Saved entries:
□ □ □ □ □
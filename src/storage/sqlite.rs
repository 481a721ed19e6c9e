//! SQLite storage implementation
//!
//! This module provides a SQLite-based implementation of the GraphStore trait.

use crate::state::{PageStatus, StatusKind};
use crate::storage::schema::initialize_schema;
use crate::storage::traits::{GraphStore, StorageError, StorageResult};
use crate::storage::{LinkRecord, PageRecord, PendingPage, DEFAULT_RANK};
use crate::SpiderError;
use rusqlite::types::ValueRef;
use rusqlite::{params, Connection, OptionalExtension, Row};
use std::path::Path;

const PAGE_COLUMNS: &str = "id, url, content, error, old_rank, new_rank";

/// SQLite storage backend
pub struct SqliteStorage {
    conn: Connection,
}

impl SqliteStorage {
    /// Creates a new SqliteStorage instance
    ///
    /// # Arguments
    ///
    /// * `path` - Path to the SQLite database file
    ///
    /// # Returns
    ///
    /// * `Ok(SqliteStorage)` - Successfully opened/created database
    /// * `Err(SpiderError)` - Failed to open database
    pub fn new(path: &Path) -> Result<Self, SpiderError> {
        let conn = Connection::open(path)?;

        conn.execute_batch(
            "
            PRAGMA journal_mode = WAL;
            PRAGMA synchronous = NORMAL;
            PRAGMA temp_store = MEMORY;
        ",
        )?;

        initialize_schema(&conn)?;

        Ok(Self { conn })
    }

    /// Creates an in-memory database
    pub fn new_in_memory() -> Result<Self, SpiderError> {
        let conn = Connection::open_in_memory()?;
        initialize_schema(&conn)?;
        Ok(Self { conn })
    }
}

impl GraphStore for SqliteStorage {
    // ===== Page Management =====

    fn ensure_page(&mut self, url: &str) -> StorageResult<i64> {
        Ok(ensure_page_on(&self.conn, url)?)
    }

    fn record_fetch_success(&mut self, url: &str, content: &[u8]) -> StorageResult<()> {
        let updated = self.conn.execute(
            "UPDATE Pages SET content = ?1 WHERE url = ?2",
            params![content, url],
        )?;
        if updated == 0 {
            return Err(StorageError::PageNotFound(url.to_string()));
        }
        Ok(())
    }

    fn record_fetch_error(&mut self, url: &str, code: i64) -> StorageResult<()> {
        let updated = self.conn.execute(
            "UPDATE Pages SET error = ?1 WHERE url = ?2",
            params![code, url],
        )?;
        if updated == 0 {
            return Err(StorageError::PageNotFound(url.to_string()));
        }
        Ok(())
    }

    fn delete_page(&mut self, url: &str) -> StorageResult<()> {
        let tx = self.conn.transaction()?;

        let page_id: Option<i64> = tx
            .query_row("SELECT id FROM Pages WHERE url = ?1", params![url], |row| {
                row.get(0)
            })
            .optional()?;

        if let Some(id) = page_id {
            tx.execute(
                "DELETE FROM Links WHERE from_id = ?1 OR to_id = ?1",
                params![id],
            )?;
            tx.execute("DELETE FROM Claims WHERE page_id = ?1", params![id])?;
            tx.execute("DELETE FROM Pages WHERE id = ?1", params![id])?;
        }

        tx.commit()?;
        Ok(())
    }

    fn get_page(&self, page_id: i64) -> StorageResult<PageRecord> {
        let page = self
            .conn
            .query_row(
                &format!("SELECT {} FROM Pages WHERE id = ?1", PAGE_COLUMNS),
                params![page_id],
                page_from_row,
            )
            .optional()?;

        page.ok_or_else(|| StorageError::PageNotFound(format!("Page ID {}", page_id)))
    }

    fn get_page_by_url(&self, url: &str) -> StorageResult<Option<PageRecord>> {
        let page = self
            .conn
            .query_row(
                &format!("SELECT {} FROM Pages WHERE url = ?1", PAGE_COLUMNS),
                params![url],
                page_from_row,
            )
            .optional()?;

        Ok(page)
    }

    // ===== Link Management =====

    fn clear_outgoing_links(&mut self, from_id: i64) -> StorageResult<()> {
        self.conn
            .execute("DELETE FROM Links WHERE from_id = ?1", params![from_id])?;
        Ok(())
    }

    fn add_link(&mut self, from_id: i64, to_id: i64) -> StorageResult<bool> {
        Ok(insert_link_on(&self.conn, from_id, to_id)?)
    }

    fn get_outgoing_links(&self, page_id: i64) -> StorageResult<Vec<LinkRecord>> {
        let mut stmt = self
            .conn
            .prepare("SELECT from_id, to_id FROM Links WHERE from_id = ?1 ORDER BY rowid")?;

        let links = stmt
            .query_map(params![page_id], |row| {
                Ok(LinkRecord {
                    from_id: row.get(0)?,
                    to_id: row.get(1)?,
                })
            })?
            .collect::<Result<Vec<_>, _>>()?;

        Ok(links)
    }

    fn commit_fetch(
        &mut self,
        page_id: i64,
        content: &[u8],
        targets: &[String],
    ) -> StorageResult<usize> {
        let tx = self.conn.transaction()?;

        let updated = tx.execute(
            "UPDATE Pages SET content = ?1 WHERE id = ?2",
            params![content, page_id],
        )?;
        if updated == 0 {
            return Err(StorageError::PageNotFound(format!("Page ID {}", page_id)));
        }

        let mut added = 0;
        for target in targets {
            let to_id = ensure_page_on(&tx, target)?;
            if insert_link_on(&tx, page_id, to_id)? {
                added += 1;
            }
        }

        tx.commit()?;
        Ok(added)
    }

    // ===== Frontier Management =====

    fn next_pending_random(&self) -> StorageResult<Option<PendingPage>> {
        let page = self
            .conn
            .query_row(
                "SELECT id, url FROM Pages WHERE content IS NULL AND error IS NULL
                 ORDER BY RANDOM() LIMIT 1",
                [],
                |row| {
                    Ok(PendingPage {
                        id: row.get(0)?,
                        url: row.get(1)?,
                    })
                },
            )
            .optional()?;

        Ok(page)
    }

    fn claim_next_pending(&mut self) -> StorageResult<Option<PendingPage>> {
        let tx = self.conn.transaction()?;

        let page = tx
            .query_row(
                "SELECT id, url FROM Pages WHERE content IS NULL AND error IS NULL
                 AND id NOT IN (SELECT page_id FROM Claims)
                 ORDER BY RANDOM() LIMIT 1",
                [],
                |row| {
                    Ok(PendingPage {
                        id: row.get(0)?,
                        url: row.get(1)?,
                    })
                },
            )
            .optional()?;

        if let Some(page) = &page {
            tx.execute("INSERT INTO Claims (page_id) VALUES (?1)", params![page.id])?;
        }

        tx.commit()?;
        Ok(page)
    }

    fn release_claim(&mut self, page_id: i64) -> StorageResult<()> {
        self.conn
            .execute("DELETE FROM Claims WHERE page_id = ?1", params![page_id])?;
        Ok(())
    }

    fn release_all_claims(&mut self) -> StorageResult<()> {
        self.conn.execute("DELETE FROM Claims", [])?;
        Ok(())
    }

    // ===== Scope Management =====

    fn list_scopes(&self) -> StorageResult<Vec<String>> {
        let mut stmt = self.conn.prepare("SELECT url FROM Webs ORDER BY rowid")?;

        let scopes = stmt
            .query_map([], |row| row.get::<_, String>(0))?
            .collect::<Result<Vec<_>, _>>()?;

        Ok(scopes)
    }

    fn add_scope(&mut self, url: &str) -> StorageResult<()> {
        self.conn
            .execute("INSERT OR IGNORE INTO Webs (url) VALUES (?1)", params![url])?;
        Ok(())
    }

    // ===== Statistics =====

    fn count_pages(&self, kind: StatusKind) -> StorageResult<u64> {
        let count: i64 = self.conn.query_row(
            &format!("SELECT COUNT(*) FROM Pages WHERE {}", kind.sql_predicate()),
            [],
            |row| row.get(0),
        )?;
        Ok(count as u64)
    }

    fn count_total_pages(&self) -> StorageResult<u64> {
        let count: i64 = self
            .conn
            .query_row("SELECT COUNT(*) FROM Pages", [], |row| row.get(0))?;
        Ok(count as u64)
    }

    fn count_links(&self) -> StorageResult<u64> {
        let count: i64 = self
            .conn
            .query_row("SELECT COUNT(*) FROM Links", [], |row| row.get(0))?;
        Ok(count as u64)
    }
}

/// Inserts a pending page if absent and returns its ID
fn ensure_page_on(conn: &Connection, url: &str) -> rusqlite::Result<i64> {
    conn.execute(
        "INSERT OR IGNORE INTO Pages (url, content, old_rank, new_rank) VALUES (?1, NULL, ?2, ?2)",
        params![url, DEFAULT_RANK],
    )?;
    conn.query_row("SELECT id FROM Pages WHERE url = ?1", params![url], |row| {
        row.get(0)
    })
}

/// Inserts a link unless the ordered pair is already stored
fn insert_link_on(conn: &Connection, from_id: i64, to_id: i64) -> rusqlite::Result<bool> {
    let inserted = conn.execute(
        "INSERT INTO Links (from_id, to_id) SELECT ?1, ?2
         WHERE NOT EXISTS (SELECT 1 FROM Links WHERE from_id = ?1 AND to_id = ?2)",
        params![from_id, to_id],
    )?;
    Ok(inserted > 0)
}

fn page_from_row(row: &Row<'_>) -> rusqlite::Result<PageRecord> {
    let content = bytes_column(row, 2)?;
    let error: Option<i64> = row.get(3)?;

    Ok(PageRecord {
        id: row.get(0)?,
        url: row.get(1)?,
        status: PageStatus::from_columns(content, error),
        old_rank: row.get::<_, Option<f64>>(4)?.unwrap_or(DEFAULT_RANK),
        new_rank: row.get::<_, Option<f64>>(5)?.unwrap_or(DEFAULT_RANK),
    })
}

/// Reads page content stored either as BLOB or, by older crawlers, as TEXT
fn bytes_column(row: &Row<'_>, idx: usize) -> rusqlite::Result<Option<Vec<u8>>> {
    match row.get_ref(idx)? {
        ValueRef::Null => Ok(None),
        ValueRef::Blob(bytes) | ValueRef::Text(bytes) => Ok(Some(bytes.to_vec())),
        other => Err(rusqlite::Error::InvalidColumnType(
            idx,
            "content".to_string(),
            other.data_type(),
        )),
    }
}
□ □ □ □ □
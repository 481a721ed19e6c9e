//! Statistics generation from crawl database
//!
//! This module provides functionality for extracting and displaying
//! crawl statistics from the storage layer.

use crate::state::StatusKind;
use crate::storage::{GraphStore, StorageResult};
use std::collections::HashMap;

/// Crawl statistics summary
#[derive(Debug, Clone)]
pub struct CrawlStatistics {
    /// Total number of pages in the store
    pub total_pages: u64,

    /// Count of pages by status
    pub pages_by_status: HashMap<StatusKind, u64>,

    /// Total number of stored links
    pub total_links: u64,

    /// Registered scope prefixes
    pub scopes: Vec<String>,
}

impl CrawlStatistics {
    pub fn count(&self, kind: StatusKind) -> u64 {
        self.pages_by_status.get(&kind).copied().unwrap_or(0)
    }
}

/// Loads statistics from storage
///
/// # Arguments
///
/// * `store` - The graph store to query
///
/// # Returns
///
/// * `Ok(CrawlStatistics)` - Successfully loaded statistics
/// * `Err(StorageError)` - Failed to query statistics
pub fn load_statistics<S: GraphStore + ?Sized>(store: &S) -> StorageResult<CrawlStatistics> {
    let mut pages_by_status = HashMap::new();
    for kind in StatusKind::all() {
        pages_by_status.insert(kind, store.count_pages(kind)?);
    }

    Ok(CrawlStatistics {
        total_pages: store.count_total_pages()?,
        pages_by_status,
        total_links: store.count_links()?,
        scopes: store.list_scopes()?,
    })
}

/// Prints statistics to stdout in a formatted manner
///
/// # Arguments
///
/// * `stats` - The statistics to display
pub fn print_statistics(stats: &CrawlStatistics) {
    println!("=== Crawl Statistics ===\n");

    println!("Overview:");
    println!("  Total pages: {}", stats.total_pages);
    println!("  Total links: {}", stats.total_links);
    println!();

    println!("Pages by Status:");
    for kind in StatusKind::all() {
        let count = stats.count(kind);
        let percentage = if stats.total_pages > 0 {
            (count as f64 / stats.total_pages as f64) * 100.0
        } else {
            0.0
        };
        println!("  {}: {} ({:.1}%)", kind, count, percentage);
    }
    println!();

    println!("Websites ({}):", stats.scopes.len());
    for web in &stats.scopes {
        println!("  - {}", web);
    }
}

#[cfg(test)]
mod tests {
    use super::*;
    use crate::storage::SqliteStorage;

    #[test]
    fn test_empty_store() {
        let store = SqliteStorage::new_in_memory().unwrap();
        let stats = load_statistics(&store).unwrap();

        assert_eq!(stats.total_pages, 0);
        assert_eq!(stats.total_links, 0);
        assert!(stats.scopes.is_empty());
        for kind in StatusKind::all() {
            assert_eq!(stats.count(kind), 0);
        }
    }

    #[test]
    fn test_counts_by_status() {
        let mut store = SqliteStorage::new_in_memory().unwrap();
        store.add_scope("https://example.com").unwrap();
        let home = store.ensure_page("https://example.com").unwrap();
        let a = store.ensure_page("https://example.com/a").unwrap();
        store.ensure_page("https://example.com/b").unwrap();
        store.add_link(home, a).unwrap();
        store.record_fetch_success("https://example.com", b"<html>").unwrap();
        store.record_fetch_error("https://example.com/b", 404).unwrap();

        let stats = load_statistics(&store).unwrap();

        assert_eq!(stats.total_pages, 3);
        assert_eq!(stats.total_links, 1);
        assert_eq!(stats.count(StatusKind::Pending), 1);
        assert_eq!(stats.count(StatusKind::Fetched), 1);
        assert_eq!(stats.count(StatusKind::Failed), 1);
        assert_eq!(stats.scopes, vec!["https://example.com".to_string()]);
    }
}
□ □ □ □ □
**Assignment**
Output only an exact transcription of the lines above from the one with "filename src/storage/sqlite.rs" up to and including the one with "use crate::SpiderError;".

**The answer**
filename src/storage/sqlite.rs
repository 481a721ed19e6c9e
//! SQLite storage implementation
//!
//! This module provides a SQLite-based implementation of the GraphStore trait.

use crate::state::{PageStatus, StatusKind};
use crate::storage::schema::initialize_schema;
use crate::storage::traits::{GraphStore, StorageError, StorageResult};
use crate::storage::{LinkRecord, PageRecord, PendingPage, DEFAULT_RANK};
use crate::SpiderError;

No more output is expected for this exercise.